> **REQUIREMENT**
A single number is required: the count of lines in the following entries that include the word "RetriesExhausted".

> **DATA TO PROCESS**
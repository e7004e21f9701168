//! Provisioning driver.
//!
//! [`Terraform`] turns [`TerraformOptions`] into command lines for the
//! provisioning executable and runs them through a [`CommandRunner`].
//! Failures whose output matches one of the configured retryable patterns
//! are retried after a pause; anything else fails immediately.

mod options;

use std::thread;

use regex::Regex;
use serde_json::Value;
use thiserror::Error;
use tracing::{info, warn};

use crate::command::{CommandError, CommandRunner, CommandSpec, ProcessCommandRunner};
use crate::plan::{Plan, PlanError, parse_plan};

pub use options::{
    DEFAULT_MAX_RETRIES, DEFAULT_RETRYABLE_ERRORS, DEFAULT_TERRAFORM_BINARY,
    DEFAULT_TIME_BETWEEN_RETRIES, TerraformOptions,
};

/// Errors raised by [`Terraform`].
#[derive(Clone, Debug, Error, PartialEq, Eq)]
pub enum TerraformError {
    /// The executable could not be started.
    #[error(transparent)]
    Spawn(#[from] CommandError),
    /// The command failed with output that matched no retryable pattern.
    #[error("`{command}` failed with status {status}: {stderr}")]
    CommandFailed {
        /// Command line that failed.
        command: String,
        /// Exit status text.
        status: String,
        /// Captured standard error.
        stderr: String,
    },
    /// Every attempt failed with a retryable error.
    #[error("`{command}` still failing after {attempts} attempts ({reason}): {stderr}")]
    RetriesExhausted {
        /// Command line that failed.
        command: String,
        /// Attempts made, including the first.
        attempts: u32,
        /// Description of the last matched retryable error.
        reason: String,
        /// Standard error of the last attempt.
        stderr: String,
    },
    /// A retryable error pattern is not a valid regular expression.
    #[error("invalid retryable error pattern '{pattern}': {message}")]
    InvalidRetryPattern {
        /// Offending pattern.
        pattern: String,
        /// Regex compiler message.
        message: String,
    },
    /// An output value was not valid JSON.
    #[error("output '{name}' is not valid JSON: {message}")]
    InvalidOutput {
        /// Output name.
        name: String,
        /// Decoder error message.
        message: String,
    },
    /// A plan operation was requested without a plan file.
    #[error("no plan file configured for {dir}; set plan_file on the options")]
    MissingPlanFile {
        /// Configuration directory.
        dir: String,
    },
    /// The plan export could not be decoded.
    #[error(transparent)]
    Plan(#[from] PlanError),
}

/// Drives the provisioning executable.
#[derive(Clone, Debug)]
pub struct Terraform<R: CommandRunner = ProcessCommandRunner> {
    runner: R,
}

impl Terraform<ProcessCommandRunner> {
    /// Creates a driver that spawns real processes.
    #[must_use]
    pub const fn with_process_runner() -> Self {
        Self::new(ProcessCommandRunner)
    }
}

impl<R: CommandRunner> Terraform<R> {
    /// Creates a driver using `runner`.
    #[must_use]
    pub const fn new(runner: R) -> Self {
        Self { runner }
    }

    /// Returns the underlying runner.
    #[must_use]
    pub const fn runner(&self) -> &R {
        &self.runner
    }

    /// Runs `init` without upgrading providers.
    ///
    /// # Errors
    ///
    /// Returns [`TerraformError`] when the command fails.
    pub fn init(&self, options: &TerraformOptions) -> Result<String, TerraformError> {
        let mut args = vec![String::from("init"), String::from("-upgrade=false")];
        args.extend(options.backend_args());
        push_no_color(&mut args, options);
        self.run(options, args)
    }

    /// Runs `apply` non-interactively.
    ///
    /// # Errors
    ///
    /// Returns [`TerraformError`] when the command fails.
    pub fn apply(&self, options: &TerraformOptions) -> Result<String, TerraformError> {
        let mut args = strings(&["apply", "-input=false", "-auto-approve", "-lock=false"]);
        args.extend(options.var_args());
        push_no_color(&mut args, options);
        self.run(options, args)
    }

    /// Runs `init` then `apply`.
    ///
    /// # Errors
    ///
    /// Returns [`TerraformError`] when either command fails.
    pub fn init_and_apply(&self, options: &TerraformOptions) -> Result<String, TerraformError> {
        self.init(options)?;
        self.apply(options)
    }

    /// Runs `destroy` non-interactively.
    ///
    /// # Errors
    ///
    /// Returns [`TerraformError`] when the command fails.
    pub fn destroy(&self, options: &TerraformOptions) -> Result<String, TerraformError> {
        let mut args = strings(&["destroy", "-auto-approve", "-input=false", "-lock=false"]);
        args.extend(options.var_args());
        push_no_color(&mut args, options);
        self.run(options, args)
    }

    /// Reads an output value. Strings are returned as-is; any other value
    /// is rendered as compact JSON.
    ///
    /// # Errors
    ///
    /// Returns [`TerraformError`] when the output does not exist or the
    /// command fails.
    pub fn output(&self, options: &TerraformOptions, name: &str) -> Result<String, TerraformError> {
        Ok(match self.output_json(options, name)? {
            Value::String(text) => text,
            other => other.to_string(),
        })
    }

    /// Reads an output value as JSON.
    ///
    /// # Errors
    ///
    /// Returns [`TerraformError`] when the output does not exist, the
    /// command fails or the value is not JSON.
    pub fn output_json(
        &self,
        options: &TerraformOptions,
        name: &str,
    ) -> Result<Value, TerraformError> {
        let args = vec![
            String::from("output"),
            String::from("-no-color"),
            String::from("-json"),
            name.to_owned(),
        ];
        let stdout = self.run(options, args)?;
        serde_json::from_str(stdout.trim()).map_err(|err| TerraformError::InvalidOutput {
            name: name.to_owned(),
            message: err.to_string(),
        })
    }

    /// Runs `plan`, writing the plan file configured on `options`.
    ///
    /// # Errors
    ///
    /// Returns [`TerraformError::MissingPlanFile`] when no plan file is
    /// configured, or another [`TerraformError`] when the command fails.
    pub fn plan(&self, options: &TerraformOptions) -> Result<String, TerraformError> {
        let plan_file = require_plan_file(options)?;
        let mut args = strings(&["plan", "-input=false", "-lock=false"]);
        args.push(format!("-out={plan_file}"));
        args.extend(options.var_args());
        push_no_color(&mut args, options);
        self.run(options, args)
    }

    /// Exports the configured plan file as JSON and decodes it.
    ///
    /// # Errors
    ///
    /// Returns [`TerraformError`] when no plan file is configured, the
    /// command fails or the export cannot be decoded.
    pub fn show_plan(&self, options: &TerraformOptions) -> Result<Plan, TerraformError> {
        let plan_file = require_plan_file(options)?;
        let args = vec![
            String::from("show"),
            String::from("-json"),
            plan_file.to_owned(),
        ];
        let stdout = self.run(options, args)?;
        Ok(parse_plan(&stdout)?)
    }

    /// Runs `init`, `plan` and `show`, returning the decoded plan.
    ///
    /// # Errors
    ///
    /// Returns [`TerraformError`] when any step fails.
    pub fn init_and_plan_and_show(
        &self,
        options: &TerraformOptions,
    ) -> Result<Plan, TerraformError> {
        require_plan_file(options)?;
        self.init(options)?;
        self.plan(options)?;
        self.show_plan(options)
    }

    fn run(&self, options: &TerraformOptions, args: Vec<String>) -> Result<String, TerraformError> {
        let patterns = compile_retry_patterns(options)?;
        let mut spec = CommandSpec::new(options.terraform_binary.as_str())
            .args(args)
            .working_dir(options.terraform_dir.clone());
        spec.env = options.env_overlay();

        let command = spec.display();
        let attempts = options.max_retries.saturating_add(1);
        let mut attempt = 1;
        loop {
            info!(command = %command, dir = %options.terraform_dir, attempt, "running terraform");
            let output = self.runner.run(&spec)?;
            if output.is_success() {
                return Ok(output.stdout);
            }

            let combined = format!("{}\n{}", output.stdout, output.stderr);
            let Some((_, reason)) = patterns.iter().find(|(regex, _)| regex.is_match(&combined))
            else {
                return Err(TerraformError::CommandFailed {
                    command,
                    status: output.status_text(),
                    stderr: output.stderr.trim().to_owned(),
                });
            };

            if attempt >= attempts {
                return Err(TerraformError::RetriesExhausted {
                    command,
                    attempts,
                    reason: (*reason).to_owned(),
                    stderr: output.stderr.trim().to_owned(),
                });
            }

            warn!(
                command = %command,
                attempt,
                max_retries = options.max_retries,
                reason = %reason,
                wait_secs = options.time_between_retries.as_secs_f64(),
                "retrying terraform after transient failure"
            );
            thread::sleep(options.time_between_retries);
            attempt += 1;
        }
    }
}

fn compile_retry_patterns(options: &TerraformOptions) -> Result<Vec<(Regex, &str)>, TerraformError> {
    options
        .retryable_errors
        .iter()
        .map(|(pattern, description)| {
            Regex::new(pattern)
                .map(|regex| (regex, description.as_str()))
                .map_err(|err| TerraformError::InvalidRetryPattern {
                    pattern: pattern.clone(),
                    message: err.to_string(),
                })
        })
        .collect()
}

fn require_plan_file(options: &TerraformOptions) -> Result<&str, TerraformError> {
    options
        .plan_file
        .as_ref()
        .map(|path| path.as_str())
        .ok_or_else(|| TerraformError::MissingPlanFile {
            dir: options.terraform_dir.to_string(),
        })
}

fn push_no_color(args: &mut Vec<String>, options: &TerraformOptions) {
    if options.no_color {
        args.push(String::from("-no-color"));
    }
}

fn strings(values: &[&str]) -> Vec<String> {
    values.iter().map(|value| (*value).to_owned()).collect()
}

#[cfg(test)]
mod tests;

> **OUTPUT OF THE EXERCISE**
2